(Reuters) - The top U.S. auditor regulator said it expects to conduct its first inspection of a mainland Chinese audit firm by the end of the year, under an expected deal to resolve a long-running dispute between the United States and China regarding accounting oversight.
Officials from the two countries committed to cross-border inspections during high-level annual talks held last week in Beijing, said James Doty, head of the Public Company Accounting Oversight Board, the main U.S. auditor watchdog.
Protocols for the inspections are expected to be hammered out in coming months, Doty told Reuters on Tuesday.

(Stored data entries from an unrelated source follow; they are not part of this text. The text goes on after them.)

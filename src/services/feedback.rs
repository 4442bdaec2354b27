//! Audio / animation triggers. Fire-and-forget: nothing reports back.

use crate::core::types::{EntityId, Vec2};

pub trait FeedbackSink {
    fn play_sound(&mut self, address: &str, at: Vec2);
    fn trigger_animation(&mut self, entity: EntityId, name: &str);
}

/// Writes triggers to the trace log
#[derive(Debug, Clone, Copy, Default)]
pub struct TracingFeedback;

impl FeedbackSink for TracingFeedback {
    fn play_sound(&mut self, address: &str, at: Vec2) {
        tracing::trace!("sound {} at ({:.1}, {:.1})", address, at.x, at.y);
    }

    fn trigger_animation(&mut self, entity: EntityId, name: &str) {
        tracing::trace!("animation {} on {}", name, entity);
    }
}
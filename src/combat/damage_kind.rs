//! Damage kinds and their static side-effect table
//!
//! Read-only after initialization. The table decides whether a kind
//! dispatches a status effect and whether it splashes.

use crate::core::error::{Result, SimError};
use serde::{Deserialize, Serialize};
use std::path::Path;

#[derive(Debug, Clone, Copy, PartialEq, Eq, Hash, Serialize, Deserialize)]
pub enum DamageKind {
    Physical,
    Fire,
    Explosive,
    Toxic,
}

impl DamageKind {
    pub fn all() -> [DamageKind; 4] {
        [
            DamageKind::Physical,
            DamageKind::Fire,
            DamageKind::Explosive,
            DamageKind::Toxic,
        ]
    }

    fn index(self) -> usize {
        match self {
            DamageKind::Physical => 0,
            DamageKind::Fire => 1,
            DamageKind::Explosive => 2,
            DamageKind::Toxic => 3,
        }
    }
}

/// Status effects a damage kind can hand to its target
#[derive(Debug, Clone, Copy, PartialEq, Eq, Hash, Serialize, Deserialize)]
pub enum StatusEffect {
    Burning,
    Poisoned,
    Stunned,
}

#[derive(Debug, Clone, PartialEq, Serialize, Deserialize)]
pub struct DamageKindDefinition {
    pub kind: DamageKind,
    /// Display color for damage numbers; carried for the UI, unused here
    #[serde(default)]
    pub color: Option<String>,
    #[serde(default)]
    pub status_effect: Option<StatusEffect>,
    /// Present when hits of this kind splash onto nearby targets
    #[serde(default)]
    pub area_multiplier: Option<f32>,
}

impl DamageKindDefinition {
    pub fn plain(kind: DamageKind) -> Self {
        Self {
            kind,
            color: None,
            status_effect: None,
            area_multiplier: None,
        }
    }
}

/// Lookup table keyed by damage kind
#[derive(Debug, Clone)]
pub struct DamageKindTable {
    definitions: [DamageKindDefinition; 4],
}

impl Default for DamageKindTable {
    fn default() -> Self {
        Self::with_defaults()
    }
}

impl DamageKindTable {
    pub fn with_defaults() -> Self {
        Self {
            definitions: [
                DamageKindDefinition {
                    color: Some("#ffffff".into()),
                    ..DamageKindDefinition::plain(DamageKind::Physical)
                },
                DamageKindDefinition {
                    color: Some("#ff8c00".into()),
                    status_effect: Some(StatusEffect::Burning),
                    ..DamageKindDefinition::plain(DamageKind::Fire)
                },
                DamageKindDefinition {
                    color: Some("#ffd700".into()),
                    area_multiplier: Some(1.0),
                    ..DamageKindDefinition::plain(DamageKind::Explosive)
                },
                DamageKindDefinition {
                    color: Some("#7cfc00".into()),
                    status_effect: Some(StatusEffect::Poisoned),
                    ..DamageKindDefinition::plain(DamageKind::Toxic)
                },
            ],
        }
    }

    pub fn get(&self, kind: DamageKind) -> &DamageKindDefinition {
        &self.definitions[kind.index()]
    }

    /// Replace one kind's definition, used while building custom tables
    pub fn set(&mut self, definition: DamageKindDefinition) {
        let idx = definition.kind.index();
        self.definitions[idx] = definition;
    }

    pub fn load_from_toml(path: &Path) -> Result<Self> {
        let content = std::fs::read_to_string(path)?;
        Self::parse_toml(&content)
    }

    /// Parse a `[[kinds]]` table; kinds not listed are plain (no side effects)
    pub fn parse_toml(content: &str) -> Result<Self> {
        #[derive(Deserialize)]
        struct TomlKinds {
            kinds: Vec<DamageKindDefinition>,
        }

        let parsed: TomlKinds = toml::from_str(content)?;
        let mut table = Self {
            definitions: DamageKind::all().map(DamageKindDefinition::plain),
        };
        for definition in parsed.kinds {
            if let Some(multiplier) = definition.area_multiplier {
                if multiplier <= 0.0 {
                    return Err(SimError::Config(format!(
                        "{:?} area_multiplier must be positive, got {}",
                        definition.kind, multiplier
                    )));
                }
            }
            table.set(definition);
        }
        Ok(table)
    }
}
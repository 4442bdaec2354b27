//! World - owns every actor, weapon, task and pending timer
//!
//! Collaborators (config, asset provider, pool, economy, feedback) are
//! handed in at construction; nothing here reaches for global state.

use ahash::AHashMap;
use crate::combat::damage_kind::DamageKindTable;
use crate::combat::fire_control::{Aim, Delivery, FireContext, Volley, WeaponInstance};
use crate::combat::health::{HealthState, Intake, IntakeRejection};
use crate::combat::hit::{DamageEvent, DamageReport, HitLocation};
use crate::combat::projectile::Projectile;
use crate::combat::resolver::DamageResolver;
use crate::combat::weapons::{FireMode, WeaponCatalog, WeaponDefinition};
use crate::core::clock::{Deferred, SimClock, TimerQueue};
use crate::core::config::SimulationConfig;
use crate::core::error::{Conflict, Result, Shortage, SimError};
use crate::core::types::{EntityId, Faction, Seconds, TaskId, Vec2, WeaponId};
use crate::ecs::actors::{Actor, ActorStore, Obstacle, DEFAULT_ACTOR_RADIUS};
use crate::entity::survivor::{CombatProfile, Skill, SurvivorRecord};
use crate::entity::tasks::{Task, TaskBoard, TaskKind, TaskTarget};
use crate::services::assets::AssetHandle;
use crate::services::Services;
use crate::simulation::behavior;
use crate::simulation::events::SimulationEvent;
use crate::simulation::scheduler::TaskScheduler;
use crate::spatial::query::SpatialQuery;
use rand::SeedableRng;
use rand_chacha::ChaCha8Rng;

/// Health every survivor spawns with
pub const SURVIVOR_MAX_HEALTH: f32 = 100.0;

/// The simulation state
pub struct World {
    pub clock: SimClock,
    pub config: SimulationConfig,
    pub actors: ActorStore,
    /// Survivors in spawn order; scheduling walks them in this order
    pub survivors: Vec<SurvivorRecord>,
    pub weapons: AHashMap<WeaponId, WeaponInstance>,
    pub tasks: TaskBoard,
    pub scheduler: TaskScheduler,
    pub projectiles: Vec<Projectile>,
    pub timers: TimerQueue<Deferred>,
    pub resolver: DamageResolver,
    pub catalog: WeaponCatalog,
    pub services: Services,
    /// Notifications not yet handed to the driver
    pub events: Vec<SimulationEvent>,
    weapon_rng: ChaCha8Rng,
    next_weapon: u32,
}
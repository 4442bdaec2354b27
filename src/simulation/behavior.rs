//! Survivor behavior state machine
//!
//! One think step per survivor per tick:
//! 1. Dead survivors do nothing
//! 2. Drop a combat target that died or ran past leash range
//! 3. Without a target, scan for hostiles (idle, or working a Defend/Follow task)
//! 4. With a target: close to attack range, then attack on cooldown
//! 5. Otherwise walk to the task and work it on arrival
//!
//! Damage from a hostile source and deaths arrive as reactions, routed here
//! by the world as soon as the notification is produced.

use crate::combat::damage_kind::DamageKind;
use crate::combat::fire_control::Aim;
use crate::combat::hit::DamageEvent;
use crate::core::clock::Deferred;
use crate::core::types::{EntityId, Seconds, TaskId, Vec2};
use crate::ecs::world::World;
use crate::entity::survivor::BehaviorState;
use crate::entity::tasks::{TaskKind, TaskTarget};
use crate::spatial::query::{Classification, SpatialQuery};

pub fn think(world: &mut World, survivor: EntityId, dt: Seconds) {
    let Some(index) = world.survivor_index(survivor) else {
        return;
    };
    if world.survivors[index].is_dead() {
        return;
    }
    let Some((position, faction)) = world.actors.get(survivor).map(|a| (a.position, a.faction)) else {
        return;
    };
    let detection_range = world.config.survivors.detection_range;
    let leash_range = world.config.survivors.leash_range;

    if let Some(target) = world.survivors[index].combat_target {
        let keep = world
            .actors
            .get(target)
            .filter(|a| a.is_alive())
            .is_some_and(|a| a.position.distance(&position) <= leash_range);
        if !keep {
            tracing::trace!("{} drops target {}", world.survivors[index].name, target);
            let record = &mut world.survivors[index];
            record.combat_target = None;
            record.move_target = None;
        }
    }

    let task_kind = world.survivors[index]
        .task
        .and_then(|t| world.tasks.get(t))
        .map(|t| t.kind);

    if world.survivors[index].combat_target.is_none() && task_kind.map_or(true, |k| k.scans_for_enemies()) {
        let nearest = world
            .actors
            .query_radius(position, detection_range, Classification::HostileTo(faction))
            .first()
            .copied();
        if let Some((enemy, distance)) = nearest {
            tracing::debug!(
                "{} engages {} at {:.1}",
                world.survivors[index].name,
                enemy,
                distance
            );
            world.survivors[index].combat_target = Some(enemy);
        }
    }

    if let Some(target) = world.survivors[index].combat_target {
        world.survivors[index].state = task_kind.map_or(BehaviorState::Defending, |k| k.behavior());
        engage(world, index, position, target);
        return;
    }

    match world.survivors[index].task {
        Some(task) => work(world, index, position, task, dt),
        None => {
            let record = &mut world.survivors[index];
            record.state = BehaviorState::Idle;
            record.move_target = None;
        }
    }
}

/// Close to attack range, then attack
fn engage(world: &mut World, index: usize, position: Vec2, target: EntityId) {
    let Some(target_position) = world.actors.get(target).map(|a| a.position) else {
        return;
    };

    // A gun with no rounds anywhere is as good as no weapon
    let weapon = world.survivors[index].weapon.and_then(|id| {
        let instance = world.weapons.get(&id)?;
        let dry = instance.definition().gun().is_some()
            && instance.current_ammo() == 0
            && instance.reserve_ammo() == 0
            && !instance.is_reloading();
        (!dry).then(|| (id, instance.definition().range))
    });
    let range = weapon.map_or(world.survivors[index].combat.melee_range, |(_, range)| range);

    if position.distance(&target_position) > range {
        world.survivors[index].move_target = Some(target_position);
        return;
    }
    world.survivors[index].move_target = None;

    match weapon {
        Some((weapon, _)) => {
            // The fire-rate gate inside fire control is the attack cooldown
            match world.fire_weapon(weapon, Aim::at(position, target_position)) {
                Ok(_) => {}
                Err(e) if e.is_conflict() => {
                    tracing::trace!("{} holds fire: {}", world.survivors[index].name, e)
                }
                Err(e) => tracing::debug!("{} cannot fire: {}", world.survivors[index].name, e),
            }
        }
        None => unarmed_attack(world, index, target),
    }
}

/// Direct melee hit at the survivor's own rate, bypassing fire control
fn unarmed_attack(world: &mut World, index: usize, target: EntityId) {
    let now = world.clock.now();
    let record = &mut world.survivors[index];
    let interval = 1.0 / f64::from(record.combat.attack_rate);
    if record.last_attack.is_some_and(|last| now < last + interval) {
        return;
    }
    record.last_attack = Some(now);

    let hit = DamageEvent::new(target, record.combat.melee_damage, DamageKind::Physical).from_source(record.id);
    if let Err(e) = world.apply_damage(hit) {
        tracing::trace!("Unarmed attack missed: {}", e);
    }
}

/// Walk to the task target; advance progress once there
fn work(world: &mut World, index: usize, position: Vec2, task_id: TaskId, dt: Seconds) {
    let Some((kind, target)) = world.tasks.get(task_id).map(|t| (t.kind, t.target)) else {
        world
            .scheduler
            .unassign(&mut world.survivors[index], &mut world.tasks, &mut world.events);
        return;
    };
    let arrival_radius = world.config.survivors.arrival_radius;
    let follow_distance = world.config.survivors.follow_distance;

    let destination = match target {
        TaskTarget::Position(point) => Some(point),
        TaskTarget::Entity(entity) => world
            .actors
            .get(entity)
            .filter(|a| a.is_alive())
            .map(|a| a.position),
    };
    let Some(destination) = destination else {
        tracing::debug!("{} abandons task {:?}: target gone", world.survivors[index].name, task_id);
        world
            .scheduler
            .unassign(&mut world.survivors[index], &mut world.tasks, &mut world.events);
        return;
    };

    world.survivors[index].state = kind.behavior();
    let (arrive_within, stop_at) = if kind == TaskKind::Follow {
        // Trail behind the followed entity instead of walking into it
        let back = (position - destination).normalize();
        (follow_distance, destination + back * (follow_distance * 0.8))
    } else {
        (arrival_radius, destination)
    };

    if position.distance(&destination) > arrive_within {
        world.survivors[index].move_target = Some(stop_at);
        return;
    }
    world.survivors[index].move_target = None;

    let health = world.actors.get(world.survivors[index].id).map_or(1.0, |a| a.health_fraction());
    world.scheduler.advance(
        &mut world.survivors[index],
        &mut world.tasks,
        health,
        dt,
        world.services.economy.as_mut(),
        &mut world.events,
    );
}

/// Damage reaction: a hostile attacker becomes the current target.
/// The assigned task is kept.
pub fn on_damaged(world: &mut World, target: EntityId, source: EntityId) {
    let Some(index) = world.survivor_index(target) else {
        return;
    };
    if world.survivors[index].is_dead() {
        return;
    }
    let (Some(victim), Some(attacker)) = (world.actors.get(target), world.actors.get(source)) else {
        return;
    };
    if !attacker.is_alive() || !attacker.faction.is_hostile_to(victim.faction) {
        return;
    }

    let record = &mut world.survivors[index];
    if record.combat_target != Some(source) {
        tracing::debug!("{} turns on {}", record.name, source);
        record.combat_target = Some(source);
    }
}

/// Death reaction
///
/// Tasks tracking the dead entity (follow it, defend it) are dropped. A dead
/// survivor stops moving, loses its task and weapon timers. Every dead
/// actor is scheduled for removal after the grace period.
pub fn on_death(world: &mut World, entity: EntityId) {
    let orphaned: Vec<TaskId> = world
        .tasks
        .iter()
        .filter(|t| t.target == TaskTarget::Entity(entity))
        .map(|t| t.id)
        .collect();
    for task in orphaned {
        tracing::debug!("Task {:?} abandoned: {} died", task, entity);
        if let Err(e) = world.remove_task(task) {
            tracing::trace!("Task cleanup skipped: {}", e);
        }
    }

    if let Some(index) = world.survivor_index(entity) {
        let record = &mut world.survivors[index];
        record.state = BehaviorState::Dead;
        record.move_target = None;
        record.combat_target = None;
        let weapon = record.weapon;
        tracing::info!("{} died", record.name);

        world
            .scheduler
            .unassign(&mut world.survivors[index], &mut world.tasks, &mut world.events);
        if let Some(instance) = weapon.and_then(|w| world.weapons.get_mut(&w)) {
            instance.cancel_pending(&mut world.timers);
        }
    }

    let due = world.clock.now() + world.config.survivors.death_grace;
    world.timers.schedule(due, Deferred::RemoveEntity(entity));
}

#[cfg(test)]
mod tests {
    use super::*;
    use crate::core::config::SimulationConfig;
    use crate::entity::survivor::Skill;
    use crate::services::Services;

    fn world() -> World {
        let mut config = SimulationConfig::default();
        config.damage.critical_chance = 0.0;
        World::new(config, Services::default()).unwrap()
    }

    #[test]
    fn test_idle_survivor_engages_nearest_hostile() {
        let mut world = world();
        let survivor = world.spawn_survivor("Ana", Skill::Combat, 50.0, Vec2::ZERO);
        let near = world.spawn_hostile("near", Vec2::new(5.0, 0.0), 100.0);
        world.spawn_hostile("far", Vec2::new(12.0, 0.0), 100.0);

        think(&mut world, survivor, 0.1);

        let record = world.survivor(survivor).unwrap();
        assert_eq!(record.combat_target, Some(near));
        assert_eq!(record.state, BehaviorState::Defending);
        assert_eq!(record.move_target, Some(Vec2::new(5.0, 0.0)));
    }

    #[test]
    fn test_hostile_beyond_detection_is_ignored() {
        let mut world = world();
        let survivor = world.spawn_survivor("Ben", Skill::Combat, 50.0, Vec2::ZERO);
        world.spawn_hostile("distant", Vec2::new(40.0, 0.0), 100.0);

        think(&mut world, survivor, 0.1);

        let record = world.survivor(survivor).unwrap();
        assert_eq!(record.combat_target, None);
        assert_eq!(record.state, BehaviorState::Idle);
        assert_eq!(record.move_target, None);
    }

    #[test]
    fn test_build_task_does_not_scan() {
        let mut world = world();
        let survivor = world.spawn_survivor("Cy", Skill::Building, 50.0, Vec2::ZERO);
        world.spawn_hostile("near", Vec2::new(5.0, 0.0), 100.0);
        let task = world.add_task(TaskKind::Build, Skill::Building, 10.0, TaskTarget::Position(Vec2::new(0.0, 8.0)));
        world.assign_task(survivor, task).unwrap();

        think(&mut world, survivor, 0.1);

        let record = world.survivor(survivor).unwrap();
        assert_eq!(record.combat_target, None);
        assert_eq!(record.state, BehaviorState::Building);
        assert_eq!(record.move_target, Some(Vec2::new(0.0, 8.0)));
    }

    #[test]
    fn test_hostile_damage_preempts_without_clearing_task() {
        let mut world = world();
        let survivor = world.spawn_survivor("Dee", Skill::Building, 50.0, Vec2::ZERO);
        let raider = world.spawn_hostile("raider", Vec2::new(1.0, 0.0), 100.0);
        let task = world.add_task(TaskKind::Build, Skill::Building, 10.0, TaskTarget::Position(Vec2::ZERO));
        world.assign_task(survivor, task).unwrap();

        world
            .apply_damage(DamageEvent::new(survivor, 5.0, DamageKind::Physical).from_source(raider))
            .unwrap();

        let record = world.survivor(survivor).unwrap();
        assert_eq!(record.combat_target, Some(raider));
        assert_eq!(record.task, Some(task));
    }

    #[test]
    fn test_unarmed_attack_respects_cooldown() {
        let mut world = world();
        let survivor = world.spawn_survivor("Eve", Skill::Combat, 50.0, Vec2::ZERO);
        let hostile = world.spawn_hostile("walker", Vec2::new(1.0, 0.0), 100.0);

        think(&mut world, survivor, 0.1);
        think(&mut world, survivor, 0.1);

        let health = world.actor(hostile).unwrap().health.as_ref().unwrap().current();
        assert_eq!(health, 90.0);
    }

    #[test]
    fn test_death_clears_task_and_schedules_removal() {
        let mut world = world();
        let survivor = world.spawn_survivor("Fay", Skill::Gathering, 50.0, Vec2::ZERO);
        let task = world.add_task(TaskKind::Resource, Skill::Gathering, 10.0, TaskTarget::Position(Vec2::ZERO));
        world.assign_task(survivor, task).unwrap();

        world
            .apply_damage(DamageEvent::new(survivor, 500.0, DamageKind::Physical))
            .unwrap();

        let record = world.survivor(survivor).unwrap();
        assert_eq!(record.state, BehaviorState::Dead);
        assert_eq!(record.task, None);
        assert_eq!(world.task(task).unwrap().assigned, None);
        assert_eq!(world.timers.len(), 1);
    }
}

The PCAOB has been struggling for years to gain access to China to inspect auditors of mainland companies that sell shares in the United States.
The issue took on urgency amid a wave of accounting scandals at U.S.-listed Chinese companies that saddled American investors with billions of dollars in losses in recent years.
Auditors that check the books of U.S.-listed firms must be registered with the PCAOB and open to inspections, but China had barred U.S. inspectors for years over sovereignty concerns.
The commitment on inspections came during meetings between the PCAOB, senior Chinese securities regulators and officials from China’s Ministry of Finance at the U.S.-China Strategic and Economic Dialogue last week, Doty said.
A recent resurgence of initial public offerings by Chinese companies in the United States has made it more important to resolve the inspections issue, he said.
The PCAOB was formed by Congress to police the auditing industry in the wake of accounting scandals at Enron and WorldCom.